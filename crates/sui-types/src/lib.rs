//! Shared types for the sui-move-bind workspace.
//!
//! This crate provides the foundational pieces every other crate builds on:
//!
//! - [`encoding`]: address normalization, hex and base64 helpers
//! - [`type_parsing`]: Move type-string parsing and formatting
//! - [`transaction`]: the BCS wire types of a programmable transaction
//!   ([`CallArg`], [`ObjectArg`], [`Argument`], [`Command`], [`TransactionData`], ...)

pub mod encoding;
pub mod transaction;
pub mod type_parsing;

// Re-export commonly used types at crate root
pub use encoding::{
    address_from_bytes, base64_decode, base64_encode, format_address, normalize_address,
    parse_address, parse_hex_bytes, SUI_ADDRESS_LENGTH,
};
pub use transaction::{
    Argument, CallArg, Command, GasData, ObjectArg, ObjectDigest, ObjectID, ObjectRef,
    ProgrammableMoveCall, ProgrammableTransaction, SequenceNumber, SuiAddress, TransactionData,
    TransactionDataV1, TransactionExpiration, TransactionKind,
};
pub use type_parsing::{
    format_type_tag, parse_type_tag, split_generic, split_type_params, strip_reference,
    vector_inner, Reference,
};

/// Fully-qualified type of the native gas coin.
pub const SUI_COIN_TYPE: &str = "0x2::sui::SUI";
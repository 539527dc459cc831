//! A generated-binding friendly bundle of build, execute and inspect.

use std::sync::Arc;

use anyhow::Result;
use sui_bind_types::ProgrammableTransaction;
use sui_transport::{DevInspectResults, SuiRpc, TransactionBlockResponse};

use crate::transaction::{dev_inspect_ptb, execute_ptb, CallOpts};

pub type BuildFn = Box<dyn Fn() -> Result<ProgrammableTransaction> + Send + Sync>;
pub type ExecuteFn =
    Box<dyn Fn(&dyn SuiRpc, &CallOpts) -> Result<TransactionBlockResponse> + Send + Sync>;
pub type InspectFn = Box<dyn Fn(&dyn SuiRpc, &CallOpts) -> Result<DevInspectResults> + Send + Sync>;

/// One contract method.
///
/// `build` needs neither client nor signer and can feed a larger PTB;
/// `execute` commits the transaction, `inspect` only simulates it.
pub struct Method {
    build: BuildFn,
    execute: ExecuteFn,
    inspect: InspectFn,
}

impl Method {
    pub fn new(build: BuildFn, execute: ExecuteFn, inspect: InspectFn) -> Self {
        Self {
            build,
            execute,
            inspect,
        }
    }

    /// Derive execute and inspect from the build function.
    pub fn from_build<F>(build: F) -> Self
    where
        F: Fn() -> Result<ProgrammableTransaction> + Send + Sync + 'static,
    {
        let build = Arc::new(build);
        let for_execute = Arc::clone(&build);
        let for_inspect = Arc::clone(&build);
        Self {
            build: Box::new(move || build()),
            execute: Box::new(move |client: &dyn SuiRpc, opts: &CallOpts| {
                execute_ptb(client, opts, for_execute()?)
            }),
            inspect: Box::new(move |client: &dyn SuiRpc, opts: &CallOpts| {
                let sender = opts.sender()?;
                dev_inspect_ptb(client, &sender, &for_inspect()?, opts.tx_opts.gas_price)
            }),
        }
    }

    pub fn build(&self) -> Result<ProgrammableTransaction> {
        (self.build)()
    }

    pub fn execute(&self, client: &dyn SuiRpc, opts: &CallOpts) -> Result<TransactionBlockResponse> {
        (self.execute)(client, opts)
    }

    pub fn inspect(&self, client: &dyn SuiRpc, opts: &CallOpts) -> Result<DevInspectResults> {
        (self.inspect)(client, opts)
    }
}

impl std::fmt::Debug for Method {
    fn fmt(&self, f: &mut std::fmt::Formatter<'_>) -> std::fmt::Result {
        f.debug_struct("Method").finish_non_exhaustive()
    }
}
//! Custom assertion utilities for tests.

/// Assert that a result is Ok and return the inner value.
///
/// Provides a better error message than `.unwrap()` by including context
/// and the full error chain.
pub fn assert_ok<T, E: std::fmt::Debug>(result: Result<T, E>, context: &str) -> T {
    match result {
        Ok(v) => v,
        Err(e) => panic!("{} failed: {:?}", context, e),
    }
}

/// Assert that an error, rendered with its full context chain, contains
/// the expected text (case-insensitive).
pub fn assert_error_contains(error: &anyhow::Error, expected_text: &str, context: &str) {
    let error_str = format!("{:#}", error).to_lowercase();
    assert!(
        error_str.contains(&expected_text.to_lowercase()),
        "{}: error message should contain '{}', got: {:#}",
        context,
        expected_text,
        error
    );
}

▶ [Activity]: Scan the listing above for the word "chain" and show each line where it is found.

▶ [Task response]:
/// and the full error chain.
/// Assert that an error, rendered with its full context chain, contains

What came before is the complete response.